Last December’s climate change conference in Paris (COP21) saw governments from 195 countries approve a global climate deal – also known as The Paris Agreement – which sets out a series of unprecedented financial, technical, and legal principles that will govern greenhouse gas emission reduction efforts.

Mike Wilkins
Mike Wilkins

Of course, critics argue the efforts may not go far enough, and question whether the aim to reduce global temperature by two degrees is realistically achievable. The same critics also say that while the agreement itself may be legally binding, its emission reduction pledges are not.

At the conference was Michael Wilkins, Managing Director of Infrastructure Ratings and Head of Environmental & Climate Research at Standard & Poor’s, who explores the implications of the agreement in a new report ‘The Paris Agreement: A New Dawn For Tackling Climate Change, Or More Of The Same?’.

In the report, Wilkins focuses on the key industries affected (notably carbon-intensive sectors), while analysing the ramifications for the ‘green’ finance market and highlighting the financial priorities needed to further incentivise the inevitable energy transition. Wilkins highlights that targets submitted by governments at COP21 alone require an estimated $16.5 trillion of investment over the next 15 years.

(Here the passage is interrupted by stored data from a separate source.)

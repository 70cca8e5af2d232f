use std::sync::Arc;

use log::debug;

use crate::configuration::types::ProvisionedCredentials;
use crate::protocol::types::{Outcome, Rejection, Request};
use crate::session_management::session_manager::SessionManager;
use crate::validation::{check_credentials, check_shape};

/// Runs a request through the whole pipeline and resolves it to an [`Outcome`].
///
/// Order: credential validator, request shape validator, session state machine. The
/// first rejection short-circuits, and only the state machine ever touches the session,
/// so a request rejected by a validator leaves no trace.
pub struct Dispatcher {
    credentials: ProvisionedCredentials,
    sessions: Arc<SessionManager>,
}

impl Dispatcher {
    pub fn new(credentials: ProvisionedCredentials, sessions: Arc<SessionManager>) -> Self {
        Self { credentials, sessions }
    }

    pub fn handle(&self, request: &Request) -> Outcome {
        let outcome = Outcome::from(self.run_pipeline(request));
        debug!(
            "{} action={:?} -> {}",
            request.method,
            request.action.as_deref().unwrap_or(""),
            outcome
        );
        outcome
    }

    pub fn sessions(&self) -> &SessionManager {
        &self.sessions
    }

    fn run_pipeline(&self, request: &Request) -> Result<(), Rejection> {
        check_credentials(&request.method, &request.headers, &self.credentials)?;
        let shape = check_shape(request.token.as_deref(), request.action.as_deref(), &self.credentials)?;
        self.sessions.transition(shape.action, shape.token)
    }
}
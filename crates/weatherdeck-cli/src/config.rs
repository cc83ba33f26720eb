use anyhow::{Context, Result, anyhow};
use serde::{Deserialize, Serialize};
use std::path::{Path, PathBuf};
use weatherdeck_types::TemperatureUnit;

/// Persistent user configuration.
///
/// Only ambient preferences live here; view state (favorites, search) is
/// session-only and never written to disk.
#[derive(Debug, Clone, Serialize, Deserialize, Default)]
pub struct Config {
    /// Display unit used when `--unit` is not given
    #[serde(default)]
    pub default_unit: TemperatureUnit,

    /// Dataset to load instead of the bundled one
    #[serde(default)]
    pub data_file: Option<PathBuf>,
}

impl Config {
    /// Load configuration, treating a missing file as defaults.
    pub fn load_from(path: &Path) -> Result<Self> {
        if !path.exists() {
            return Ok(Self::default());
        }

        let content = std::fs::read_to_string(path)
            .with_context(|| format!("failed to read config file {}", path.display()))?;
        let config: Config = toml::from_str(&content)
            .with_context(|| format!("failed to parse config file {}", path.display()))?;
        Ok(config)
    }

    pub fn save_to(&self, path: &Path) -> Result<()> {
        if let Some(parent) = path.parent() {
            std::fs::create_dir_all(parent)?;
        }

        let content = toml::to_string_pretty(self)?;
        std::fs::write(path, content)
            .with_context(|| format!("failed to write config file {}", path.display()))?;
        Ok(())
    }

    pub fn default_path() -> Result<PathBuf> {
        let config_dir = dirs::config_dir()
            .ok_or_else(|| anyhow!("could not determine the platform config directory"))?;
        Ok(config_dir.join("weatherdeck").join("config.toml"))
    }
}

#[cfg(test)]
mod tests {
    use super::*;

    #[test]
    fn test_missing_file_yields_defaults() {
        let dir = tempfile::tempdir().unwrap();
        let config = Config::load_from(&dir.path().join("absent.toml")).unwrap();
        assert_eq!(config.default_unit, TemperatureUnit::Celsius);
        assert!(config.data_file.is_none());
    }

    #[test]
    fn test_round_trip() {
        let dir = tempfile::tempdir().unwrap();
        let path = dir.path().join("nested").join("config.toml");

        let config = Config {
            default_unit: TemperatureUnit::Fahrenheit,
            data_file: Some(PathBuf::from("/tmp/cities.json")),
        };
        config.save_to(&path).unwrap();

        let loaded = Config::load_from(&path).unwrap();
        assert_eq!(loaded.default_unit, TemperatureUnit::Fahrenheit);
        assert_eq!(loaded.data_file.as_deref(), Some(Path::new("/tmp/cities.json")));
    }

    #[test]
    fn test_partial_file_fills_in_defaults() {
        let dir = tempfile::tempdir().unwrap();
        let path = dir.path().join("config.toml");
        std::fs::write(&path, "default_unit = \"fahrenheit\"\n").unwrap();

        let config = Config::load_from(&path).unwrap();
        assert_eq!(config.default_unit, TemperatureUnit::Fahrenheit);
        assert!(config.data_file.is_none());
    }

    #[test]
    fn test_malformed_file_is_an_error() {
        let dir = tempfile::tempdir().unwrap();
        let path = dir.path().join("config.toml");
        std::fs::write(&path, "default_unit = \"kelvin\"\n").unwrap();

        assert!(Config::load_from(&path).is_err());
    }
}
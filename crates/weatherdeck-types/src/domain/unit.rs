use serde::{Deserialize, Serialize};
use std::fmt;

/// Temperature display unit.
///
/// A global display preference, not a per-record property. Records always
/// store Celsius; conversion happens on the way to the screen.
#[derive(Debug, Clone, Copy, PartialEq, Eq, Serialize, Deserialize)]
#[serde(rename_all = "lowercase")]
pub enum TemperatureUnit {
    Celsius,
    Fahrenheit,
}

impl TemperatureUnit {
    /// The other unit. Toggling twice is the identity.
    pub fn toggled(self) -> Self {
        match self {
            TemperatureUnit::Celsius => TemperatureUnit::Fahrenheit,
            TemperatureUnit::Fahrenheit => TemperatureUnit::Celsius,
        }
    }

    /// Display suffix, degree sign included
    pub fn suffix(self) -> &'static str {
        match self {
            TemperatureUnit::Celsius => "°C",
            TemperatureUnit::Fahrenheit => "°F",
        }
    }

    /// Convert a canonical Celsius value into this unit.
    pub fn from_celsius(self, celsius: f64) -> f64 {
        match self {
            TemperatureUnit::Celsius => celsius,
            TemperatureUnit::Fahrenheit => celsius * 9.0 / 5.0 + 32.0,
        }
    }
}

impl Default for TemperatureUnit {
    fn default() -> Self {
        Self::Celsius
    }
}

impl fmt::Display for TemperatureUnit {
    fn fmt(&self, f: &mut fmt::Formatter<'_>) -> fmt::Result {
        match self {
            TemperatureUnit::Celsius => write!(f, "celsius"),
            TemperatureUnit::Fahrenheit => write!(f, "fahrenheit"),
        }
    }
}
//! Record Table View
//!
//! Builds the bordered list for one record panel (search results or
//! favorites). Selection state lives in the owning component; this view
//! only shapes the widgets.

use ratatui::{
    layout::Rect,
    style::{Color, Modifier, Style},
    text::{Line, Span},
    widgets::{Block, Borders, List, ListItem, Paragraph},
};

use crate::presentation::view_models::{ListViewModel, RowViewModel};

/// Record table view wrapper
pub struct RecordTableView<'a> {
    model: &'a ListViewModel,
    focused: bool,
}

impl<'a> RecordTableView<'a> {
    pub fn new(model: &'a ListViewModel, focused: bool) -> Self {
        Self { model, focused }
    }

    pub fn is_empty(&self) -> bool {
        self.model.rows.is_empty()
    }

    pub fn item_count(&self) -> usize {
        self.model.rows.len()
    }

    pub fn block(&self) -> Block<'a> {
        let border_style = if self.focused {
            Style::default().fg(Color::Cyan)
        } else {
            Style::default()
        };

        Block::default()
            .title(self.model.title.as_str())
            .borders(Borders::ALL)
            .border_style(border_style)
    }

    /// Placeholder paragraph for an empty panel.
    pub fn empty_placeholder(&self) -> Paragraph<'a> {
        Paragraph::new(Line::from(Span::styled(
            self.model.empty_hint.as_str(),
            Style::default().add_modifier(Modifier::DIM),
        )))
    }

    /// The list widget plus the area it should occupy inside `area`.
    pub fn build_list(&self, area: Rect) -> (List<'a>, Rect) {
        let block = self.block();
        let inner = block.inner(area);

        let items: Vec<ListItem> = self.model.rows.iter().map(row_item).collect();

        let highlight_style = if self.focused {
            Style::default()
                .bg(Color::Cyan)
                .fg(Color::Black)
                .add_modifier(Modifier::BOLD)
        } else {
            Style::default().add_modifier(Modifier::REVERSED)
        };

        let list = List::new(items)
            .highlight_style(highlight_style)
            .highlight_symbol("> ");

        (list, inner)
    }
}

fn row_item(row: &RowViewModel) -> ListItem<'static> {
    let marker = if row.is_favorite { "★ " } else { "  " };

    let line = Line::from(vec![
        Span::styled(marker.to_string(), Style::default().fg(Color::Yellow)),
        Span::styled(
            format!("{:<18}", truncate(&row.city, 18)),
            Style::default().add_modifier(Modifier::BOLD),
        ),
        Span::raw(format!("{:>8}  ", row.temperature)),
        Span::raw(format!("{:<24}", truncate(&row.description, 24))),
        Span::styled(
            format!("[{}]", row.action_label),
            Style::default().add_modifier(Modifier::DIM),
        ),
    ]);

    ListItem::new(line)
}

fn truncate(s: &str, max_chars: usize) -> String {
    if s.chars().count() <= max_chars {
        s.to_string()
    } else {
        let kept: String = s.chars().take(max_chars.saturating_sub(1)).collect();
        format!("{}…", kept)
    }
}

#[cfg(test)]
mod tests {
    use super::*;

    #[test]
    fn test_truncate_respects_char_boundaries() {
        assert_eq!(truncate("Reykjavik", 18), "Reykjavik");
        assert_eq!(truncate("São Paulo metropolitan", 10), "São Paulo…");
    }
}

Wilkins summarises his findings in this short video, with the key takeaways as follows:

  • The Paris Agreement will most affect emissions-intensive industries, with the energy sector bearing the brunt (especially oil & gas, commodities, and utilities).
  • Divestment from fossil fuels will hinge on putting a price on carbon emissions.
  • Long-term investment in renewables and clean tech is needed to support the energy transition.
  • It is up to politicians to ensure the pledges of the Paris Agreement are met – while the private sector is key to financing the transition.